SDRAM is essentially free on that scale too.
ZOG can use Flash and SRAM or just SRAM (both with SD Card support) - Good work David Betz!.
While that's a lot better than some of the flash out there that's only good for 10,000 cycles, it's not as much as it sounds like. I develop from the bottom up and so through the entire process I am generally rebuilding every 5 to 10 minutes as I test additions and edits. It would really not be unusual for me to rebuild 100 times a day. For a Forth-like environment where the bottom/built stuff doesn't change that's not a problem, but in most compiled languages making a small change can move everything around.
That means I'd be likely to break the C3 flash limit in about 3 years. That may sound like a lot of use but it really isn't, especially if I have a unit I keep for myself that I use for development of project after project.

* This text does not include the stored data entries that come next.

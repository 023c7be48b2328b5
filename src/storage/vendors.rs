//! Vendor repository for JSON storage
//!
//! Manages loading and saving a business's vendors to vendors.json

use std::collections::HashMap;
use std::path::PathBuf;
use std::sync::RwLock;

use tracing::info;

use crate::error::BooksError;
use crate::models::{BusinessId, Vendor, VendorId};

use super::file_io::write_json_atomic;
use super::read_records;

/// Repository for vendor persistence
pub struct VendorRepository {
    path: PathBuf,
    business_id: BusinessId,
    data: RwLock<HashMap<VendorId, Vendor>>,
}

impl VendorRepository {
    /// Create a new vendor repository
    pub fn new(path: PathBuf, business_id: BusinessId) -> Self {
        Self {
            path,
            business_id,
            data: RwLock::new(HashMap::new()),
        }
    }

    /// Load vendors from disk
    pub fn load(&self) -> Result<(), BooksError> {
        let records: Vec<Vendor> =
            read_records(&self.path, self.business_id, "vendor", |v: &Vendor| {
                v.business_id
            })?;

        let mut data = self
            .data
            .write()
            .map_err(|e| BooksError::Storage(format!("Failed to acquire write lock: {}", e)))?;

        data.clear();
        for vendor in records {
            data.entry(vendor.id).or_insert(vendor);
        }

        info!(business = %self.business_id, count = data.len(), "loaded vendors");
        Ok(())
    }

    /// Save vendors to disk
    pub fn save(&self) -> Result<(), BooksError> {
        let data = self
            .data
            .read()
            .map_err(|e| BooksError::Storage(format!("Failed to acquire read lock: {}", e)))?;

        let mut list: Vec<_> = data.values().cloned().collect();
        list.sort_by_key(|v| v.id);

        write_json_atomic(&self.path, &list)?;
        info!(business = %self.business_id, count = list.len(), "saved vendors");
        Ok(())
    }

    /// Get a vendor by ID
    pub fn get(&self, id: VendorId) -> Result<Option<Vendor>, BooksError> {
        let data = self
            .data
            .read()
            .map_err(|e| BooksError::Storage(format!("Failed to acquire read lock: {}", e)))?;

        Ok(data.get(&id).cloned())
    }

    /// Get all vendors sorted by name
    pub fn get_all(&self) -> Result<Vec<Vendor>, BooksError> {
        let data = self
            .data
            .read()
            .map_err(|e| BooksError::Storage(format!("Failed to acquire read lock: {}", e)))?;

        let mut list: Vec<_> = data.values().cloned().collect();
        list.sort_by(|a, b| {
            a.name
                .to_lowercase()
                .cmp(&b.name.to_lowercase())
                .then(a.id.cmp(&b.id))
        });
        Ok(list)
    }

    /// Get a vendor by name (case-insensitive)
    pub fn get_by_name(&self, name: &str) -> Result<Option<Vendor>, BooksError> {
        let data = self
            .data
            .read()
            .map_err(|e| BooksError::Storage(format!("Failed to acquire read lock: {}", e)))?;

        let name_lower = name.to_lowercase();
        Ok(data
            .values()
            .filter(|v| v.name.to_lowercase() == name_lower)
            .min_by_key(|v| v.id)
            .cloned())
    }

    /// Insert or update a vendor
    pub fn upsert(&self, vendor: Vendor) -> Result<(), BooksError> {
        let mut data = self
            .data
            .write()
            .map_err(|e| BooksError::Storage(format!("Failed to acquire write lock: {}", e)))?;

        data.insert(vendor.id, vendor);
        Ok(())
    }

    /// Next free id: one more than the largest existing id
    pub fn next_id(&self) -> Result<VendorId, BooksError> {
        let data = self
            .data
            .read()
            .map_err(|e| BooksError::Storage(format!("Failed to acquire read lock: {}", e)))?;

        let max = data.keys().map(|id| id.value()).max().unwrap_or(0);
        Ok(VendorId::new(max + 1))
    }
}

#[cfg(test)]
mod tests {
    use super::*;
    use tempfile::TempDir;

    #[test]
    fn test_upsert_save_reload() {
        let temp_dir = TempDir::new().unwrap();
        let repo = VendorRepository::new(temp_dir.path().join("vendors.json"), BusinessId::new(1));
        repo.load().unwrap();

        let mut vendor = Vendor::new(4, "Paper Co");
        vendor.email = Some("orders@paper.example".into());
        repo.upsert(vendor).unwrap();
        repo.save().unwrap();

        repo.load().unwrap();
        let loaded = repo.get_by_name("paper co").unwrap().unwrap();
        assert_eq!(loaded.id, VendorId::new(4));
        assert_eq!(loaded.email.as_deref(), Some("orders@paper.example"));
        assert_eq!(repo.next_id().unwrap(), VendorId::new(5));
        assert_eq!(repo.get_all().unwrap().len(), 1);
    }
}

I know another programmer who thought "they'll never weigh a million trucks" and stored the truck count for a highway state scale system in an un wear-leveled EEPROM. This was on a very busy stretch of Interstate 12, and they wore the chip out very regularly at about 6 month intervals. The original manufacturer was shrugging and selling them new main boards for $800 when the counter would stop working. When they called us in and I realized the problem could be fixed for $2 by replacing the EEPROM, the state guys were rather upset with our competitor :-)
As for eeprom and flash wearout, it will take a long time. As long as you are aware of the consequences, they are fine to use. For instance, some of the chip manufacturers with inbuilt flash for program memory advise not to send out a "used" development chip. When you do the maths, you really have to do a lot of writes to wear it out.
Andre'
"So, let's actually do stuff that uses it that much before worrying about it
It is good to be mindful of it for a professional application. Also, remember it if you have problems.
However, unless it is a critical operation, or you expect to burn it out, forget about the verify mode.
I recall the modifcation we did on the minis I worked on. We devised a modification to disable the read-after-write-verify mode on the disk drives (10MB $16,000 washing machines for you younger people). The speed gain was quite significant. The errors were next to none, and those probably would have been errors anyway.
The access method and speed is far more important
However, I would agree that it probably wouldn't be a good idea to use the SPI flash for any kind of data logging that is likely to write data to the chip constantly. You can reach 100k quite quickly that way!